Written by Antonio Ray Harvey | California Black Media
A Southern California company recently submitted a job offer to a black job applicant who was allegedly turned down due to his natural hairdo.
Encore Global, which is registered in Delaware but does business in California, issued a written statement saying the issue was a “misunderstanding” and that the company “regretted any misunderstanding.”
“Maintaining a diverse and inclusive workplace where everyone has a full sense of belonging and feels empowered to reach their potential are the core values of our business. These values are key to nurturing innovation, collaboration, and better outcomes for our team members, our customers, and the communities we serve,” the company said in a statement.
Last month, Jeffrey Thornton, through his attorney Adam Kent, filed the allegations against Encore Global, LLC, in San Diego County Superior Court. The lawsuit asserted that Thornton was denied employment because of his countrymen.
The lawsuit gave California’s CROWN Act, which was signed into law in 2019, its first legal test.
Shane Harris, president of the People’s League for Justice Advocates, called the company’s alleged action “abuse,” “hair discrimination,” and a “violation of the California CROWN Act.”
“The recording is believed to be the first file of its kind to indicate a violation of California’s CROWN Act,” Harris continued. Drafted by then-California Senator Holly Mitchell, the bill sought to prevent employers and public schools from banning natural black hairstyles, including braids, cornrows, and placement.
Mitchell now serves on the Los Angeles County Board of Supervisors.
“We regret any miscommunication with Mr. Thornton regarding our usual care policies – which he appears to be meeting fully, and we have made him an offer of employment,” Encore’s statement continued. “We are constantly looking to learn and improve, and review our personal care policies to avoid potential miscommunication in the future.”

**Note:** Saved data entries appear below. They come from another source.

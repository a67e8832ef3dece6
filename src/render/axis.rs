//! Gridlines and labels for figure axes.

use super::surface::AxisTick;
use crate::settings::AnalyzeSettingsSnapshot;
use crate::spectrogram::FrequencyBins;

pub const GRIDLINES: usize = 10;

/// Time gridlines, left to right. The first line is unlabeled since it
/// sits on the figure edge.
pub fn time_ticks(settings: &AnalyzeSettingsSnapshot) -> Vec<AxisTick> {
    let span = settings.max_time - settings.min_time;
    (0..GRIDLINES)
        .map(|i| {
            let fraction = i as f64 / GRIDLINES as f64;
            let t = fraction * span + settings.min_time;
            AxisTick {
                position: fraction,
                label: (i != 0).then(|| format!("{:.2}", t)),
            }
        })
        .collect()
}

/// Amplitude gridlines, top to bottom, starting one step below the top.
pub fn amplitude_ticks(settings: &AnalyzeSettingsSnapshot) -> Vec<AxisTick> {
    let step = (settings.min_amplitude - settings.max_amplitude) / GRIDLINES as f64;
    (0..GRIDLINES)
        .map(|i| {
            let a = (i + 1) as f64 * step + settings.max_amplitude;
            AxisTick {
                position: (i + 1) as f64 / GRIDLINES as f64,
                label: Some(format!("{:.2}", a)),
            }
        })
        .collect()
}

/// Frequency gridlines, top to bottom, labeled in kHz. Labels follow the
/// bin layout, so log and mel axes are not evenly spaced in Hz.
pub fn frequency_ticks(settings: &AnalyzeSettingsSnapshot) -> Vec<AxisTick> {
    let bins = FrequencyBins::new(settings);
    let last = bins.len().saturating_sub(1);
    (0..GRIDLINES)
        .map(|i| {
            let position = i as f64 / GRIDLINES as f64;
            let from_bottom = 1.0 - position;
            let index = (from_bottom * last as f64).round() as usize;
            let hz = bins.centre_hz(index).unwrap_or(settings.min_frequency);
            AxisTick {
                position,
                label: Some(format!("{:.2}k", hz / 1000.0)),
            }
        })
        .collect()
}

The CROWN Act, also known as Senate Act (SB) 188, ensures protection against discrimination based on hairstyles by extending legal protections to hair texture and styles protections in the Fair Employment and Housing Act (FEHA) and the California Education Act.

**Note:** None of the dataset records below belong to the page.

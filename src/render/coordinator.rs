use crossbeam::channel::Receiver;
use std::sync::Arc;
use std::time::Duration;

use super::axis::{amplitude_ticks, frequency_ticks, time_ticks};
use super::overlay::SeekOverlay;
use super::surface::{AxisSide, FigureKind, FigureSurface, SurfaceFactory, TilePlacement};
use super::waveform::{BatchOutcome, WaveformDrawer};
use crate::audio::AudioBuffer;
use crate::settings::{AnalyzeSettingsSnapshot, AnalyzeToken, ChangeKind, SettingsEvent, SettingsStore};
use crate::spectrogram::{SpectrogramPipeline, SpectrogramTile, TransformProvider};
use crate::transport::TransportEvent;

/// How long `run_until_idle` blocks for a tile when nothing else is left.
const TILE_WAIT: Duration = Duration::from_millis(50);

struct Figure {
    kind: FigureKind,
    channel: usize,
    settings: AnalyzeSettingsSnapshot,
    surface: Box<dyn FigureSurface>,
    waveform: Option<WaveformDrawer>,
}

impl Figure {
    fn paint_axes(&mut self) {
        self.surface
            .paint_axis(AxisSide::Horizontal, &time_ticks(&self.settings));
        let vertical = match self.kind {
            FigureKind::Waveform => amplitude_ticks(&self.settings),
            FigureKind::Spectrogram => frequency_ticks(&self.settings),
        };
        self.surface.paint_axis(AxisSide::Vertical, &vertical);
    }
}

/// Drives the figures of one open document.
///
/// Owns the settings, the spectrogram pipeline and one waveform and one
/// spectrogram figure per channel. Work is done in cooperative turns so a
/// host can interleave it with input handling.
pub struct Analyzer<F: SurfaceFactory> {
    buffer: Arc<AudioBuffer>,
    settings: SettingsStore,
    settings_events: Receiver<SettingsEvent>,
    transport_events: Option<Receiver<TransportEvent>>,
    pipeline: SpectrogramPipeline,
    factory: F,
    figures: Vec<Figure>,
    overlay: Option<SeekOverlay>,
    seek_value: f64,
    current: Option<AnalyzeToken>,
}

impl<F: SurfaceFactory> Analyzer<F> {
    pub fn new(
        buffer: Arc<AudioBuffer>,
        mut settings: SettingsStore,
        provider: Option<Box<dyn TransformProvider>>,
        factory: F,
    ) -> Self {
        let settings_events = settings.subscribe();
        let pipeline = SpectrogramPipeline::new(provider, buffer.channel_count());
        Self {
            buffer,
            settings,
            settings_events,
            transport_events: None,
            pipeline,
            factory,
            figures: Vec::new(),
            overlay: None,
            seek_value: 0.0,
            current: None,
        }
    }

    pub fn settings(&self) -> &SettingsStore {
        &self.settings
    }

    /// Changes are picked up on the next turn.
    pub fn settings_mut(&mut self) -> &mut SettingsStore {
        &mut self.settings
    }

    pub fn attach_transport(&mut self, events: Receiver<TransportEvent>) {
        self.transport_events = Some(events);
    }

    pub fn factory(&self) -> &F {
        &self.factory
    }

    pub fn pipeline(&self) -> &SpectrogramPipeline {
        &self.pipeline
    }

    /// Token of the analysis on screen, if any.
    pub fn current_token(&self) -> Option<AnalyzeToken> {
        self.current
    }

    pub fn figure_count(&self) -> usize {
        self.figures.len()
    }

    pub fn overlay(&self) -> Option<&SeekOverlay> {
        self.overlay.as_ref()
    }

    /// Called once the buffer is loaded: analyze right away when the host
    /// asked for it, otherwise wait for an explicit `analyze()`.
    pub fn activate(&mut self, auto_analyze: bool) {
        if auto_analyze {
            self.analyze();
        } else {
            log::info!("Auto analyze is off, waiting for an explicit analysis");
        }
    }

    /// Throw away every figure and start a fresh analysis.
    pub fn analyze(&mut self) {
        // anything queued so far is covered by this analysis
        while self.settings_events.try_recv().is_ok() {}

        for mut figure in self.figures.drain(..) {
            figure.surface.dispose();
        }

        let token = self.settings.regenerate_token();
        let snapshot = self.settings.snapshot();
        self.current = Some(token);
        self.pipeline.set_token(token);

        log::info!(
            "Analyzing {} channel(s): {:.3}-{:.3}s window={} hop={} scale={:?}",
            self.buffer.channel_count(),
            snapshot.min_time,
            snapshot.max_time,
            snapshot.window_size,
            snapshot.hop_size,
            snapshot.frequency_scale
        );

        for channel in 0..self.buffer.channel_count() {
            let waveform = self.create_figure(FigureKind::Waveform, channel, &snapshot);
            self.figures.push(waveform);
            let spectrogram = self.create_figure(FigureKind::Spectrogram, channel, &snapshot);
            self.figures.push(spectrogram);
            self.pipeline.start_channel(channel, &snapshot);
        }

        self.reset_overlay(&snapshot);
    }

    /// Re-bind the existing figures to the current visible window and
    /// restart their content.
    pub fn window_changed(&mut self) {
        if self.figures.is_empty() {
            self.analyze();
            return;
        }
        while self.settings_events.try_recv().is_ok() {}

        let token = self.settings.regenerate_token();
        let snapshot = self.settings.snapshot();
        self.current = Some(token);
        self.pipeline.set_token(token);
        log::debug!("Window changed: {:.3}-{:.3}s", snapshot.min_time, snapshot.max_time);

        for figure in &mut self.figures {
            figure.settings = snapshot.clone();
            figure.surface.clear(token);
            figure.paint_axes();
            if figure.kind == FigureKind::Waveform {
                figure.waveform = Some(WaveformDrawer::new(&snapshot, self.buffer.len()));
            }
        }
        for channel in 0..self.buffer.channel_count() {
            self.pipeline.start_channel(channel, &snapshot);
        }

        self.reset_overlay(&snapshot);
    }

    /// A drag on the seek overlay. Returns the transport seek value to
    /// apply, or `None` before the first analysis.
    pub fn on_overlay_input(&mut self, value: f64) -> Option<f64> {
        self.overlay.as_mut().map(|o| o.on_input(value))
    }

    /// All waveforms are drawn and no tile is outstanding.
    pub fn is_idle(&self) -> bool {
        self.pipeline.is_idle()
            && self
                .figures
                .iter()
                .all(|f| f.waveform.as_ref().map_or(true, WaveformDrawer::is_done))
    }

    /// One cooperative turn: apply pending events, paint one waveform batch
    /// per figure and any tiles that are ready. Returns true while work
    /// remains.
    pub fn run_turn(&mut self) -> bool {
        self.drain_settings_events();
        self.drain_transport_events();
        self.draw_waveform_batches();
        let tiles = self.pipeline.poll();
        self.paint_tiles(tiles);
        !self.is_idle()
    }

    /// Run turns until idle or `max_turns` ran out. Returns the number of
    /// turns taken.
    pub fn run_until_idle(&mut self, max_turns: usize) -> usize {
        let mut turns = 0;
        while turns < max_turns {
            turns += 1;
            if !self.run_turn() {
                break;
            }
            let waveforms_done = self
                .figures
                .iter()
                .all(|f| f.waveform.as_ref().map_or(true, WaveformDrawer::is_done));
            if waveforms_done && !self.pipeline.is_idle() {
                let tiles = self.pipeline.wait(TILE_WAIT);
                self.paint_tiles(tiles);
            }
        }
        turns
    }

    fn create_figure(
        &mut self,
        kind: FigureKind,
        channel: usize,
        snapshot: &AnalyzeSettingsSnapshot,
    ) -> Figure {
        let mut surface = self.factory.create(kind, channel);
        surface.clear(snapshot.token);
        let (visible, scale) = match kind {
            FigureKind::Waveform => (
                self.settings.waveform_visible(),
                self.settings.waveform_vertical_scale(),
            ),
            FigureKind::Spectrogram => (
                self.settings.spectrogram_visible(),
                self.settings.spectrogram_vertical_scale(),
            ),
        };
        surface.set_visible(visible);
        surface.set_vertical_scale(scale);

        let waveform = (kind == FigureKind::Waveform)
            .then(|| WaveformDrawer::new(snapshot, self.buffer.len()));
        let mut figure = Figure {
            kind,
            channel,
            settings: snapshot.clone(),
            surface,
            waveform,
        };
        figure.paint_axes();
        figure
    }

    fn reset_overlay(&mut self, snapshot: &AnalyzeSettingsSnapshot) {
        let mut overlay = SeekOverlay::new(snapshot, self.buffer.duration());
        overlay.update(self.seek_value);
        self.overlay = Some(overlay);
    }

    fn drain_settings_events(&mut self) {
        let mut pending: Option<ChangeKind> = None;
        while let Ok(event) = self.settings_events.try_recv() {
            if event.invalidates_analysis() {
                pending = pending.max(Some(event.kind()));
                continue;
            }
            match event {
                SettingsEvent::WaveformVisible(visible) => {
                    self.for_kind(FigureKind::Waveform, |s| s.set_visible(visible))
                }
                SettingsEvent::SpectrogramVisible(visible) => {
                    self.for_kind(FigureKind::Spectrogram, |s| s.set_visible(visible))
                }
                SettingsEvent::WaveformVerticalScale(scale) => {
                    self.for_kind(FigureKind::Waveform, |s| s.set_vertical_scale(scale))
                }
                SettingsEvent::SpectrogramVerticalScale(scale) => {
                    self.for_kind(FigureKind::Spectrogram, |s| s.set_vertical_scale(scale))
                }
                _ => {}
            }
        }

        // echoes of unchanged values keep the token
        if self.current.is_none() || Some(self.settings.token()) == self.current {
            return;
        }
        match pending {
            Some(ChangeKind::Destructive) => self.analyze(),
            Some(ChangeKind::Window) => self.window_changed(),
            _ => {}
        }
    }

    fn drain_transport_events(&mut self) {
        let Some(events) = self.transport_events.as_ref() else {
            return;
        };
        let mut latest = None;
        while let Ok(event) = events.try_recv() {
            if let TransportEvent::Position { seek_value, .. } = event {
                latest = Some(seek_value);
            }
        }
        if let Some(seek_value) = latest {
            self.seek_value = seek_value;
            if let Some(overlay) = self.overlay.as_mut() {
                overlay.update(seek_value);
            }
        }
    }

    fn for_kind(&mut self, kind: FigureKind, mut apply: impl FnMut(&mut dyn FigureSurface)) {
        for figure in self.figures.iter_mut().filter(|f| f.kind == kind) {
            apply(figure.surface.as_mut());
        }
    }

    fn draw_waveform_batches(&mut self) {
        let Some(current) = self.current else {
            return;
        };
        for figure in &mut self.figures {
            let Some(drawer) = figure.waveform.as_mut() else {
                continue;
            };
            let Some(samples) = self.buffer.channel(figure.channel) else {
                continue;
            };
            if drawer.draw_batch(samples, current, figure.surface.as_mut()) == BatchOutcome::Stale {
                figure.waveform = None;
            }
        }
    }

    fn paint_tiles(&mut self, tiles: Vec<SpectrogramTile>) {
        for tile in tiles {
            let Some(figure) = self.figures.iter_mut().find(|f| {
                f.kind == FigureKind::Spectrogram
                    && f.channel == tile.channel
                    && f.settings.token == tile.token
            }) else {
                log::debug!("No figure for tile ch{}", tile.channel);
                continue;
            };
            let start = figure.settings.start_sample() as f64;
            let whole = (figure.settings.end_sample() as f64 - start).max(1.0);
            let placement = TilePlacement {
                x_start: (tile.sample_start as f64 - start) / whole,
                x_end: (tile.sample_end as f64 - start) / whole,
                frame_width: figure.settings.hop_size as f64 / whole,
            };
            figure.surface.paint_tile(placement, &tile);
        }
    }
}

Thornton said he was discriminated against in an interview for the position of technical supervisor at Encore Global, an event management company.

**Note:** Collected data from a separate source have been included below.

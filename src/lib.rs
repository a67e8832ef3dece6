pub mod audio;
pub mod config;
pub mod error;
pub mod protocol;
pub mod render;
pub mod session;
pub mod settings;
pub mod spectrogram;
pub mod transport;

pub use error::{EngineError, EngineResult};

According to the lawsuit, Encore’s hiring manager informed him on November 1 that he would have to trim his hair to be hired for the position. The area above the ears, away from the eyes, had to be cut off, with the shoulders removed.
Harris said Thornton’s hair is styled in places, shaved clean around the sides and back, and is about five inches long at the top of his head.
“Many black employees, including your employees and members, will tell you if given the opportunity that the struggle to maintain what society considers a ‘professional image’ while protecting the health and safety of their hair remains a defining and contradictory struggle in their work,” Mitchell stated in April 2019 when she presented Gathering bill for the first time. “Any law passing a job description immediately disqualifies me from a position, not because of my abilities or experience but because of my hair, is long overdue for reform.”
Thornton’s relationship with Encore Global dates back to 2016 when he first started working with the company in Orlando, Florida.
In July 2021, after leaving the company for nearly a year due to the COVID-19 pandemic, Thornton decided to move to San Diego after being notified that his company would open new positions in the area.
“I started my domestic journey in 2019,” Thornton said.
“If this isn’t a problem in Florida, it shouldn’t be a problem in California, right?” He said during a press conference in San Diego. “I expected I would remove my ear scales, that’s no problem. I would be willing to cut my facial hair. But I wasn’t prepared to be told I would need to cut my hair in order to comply with Encore’s standards.”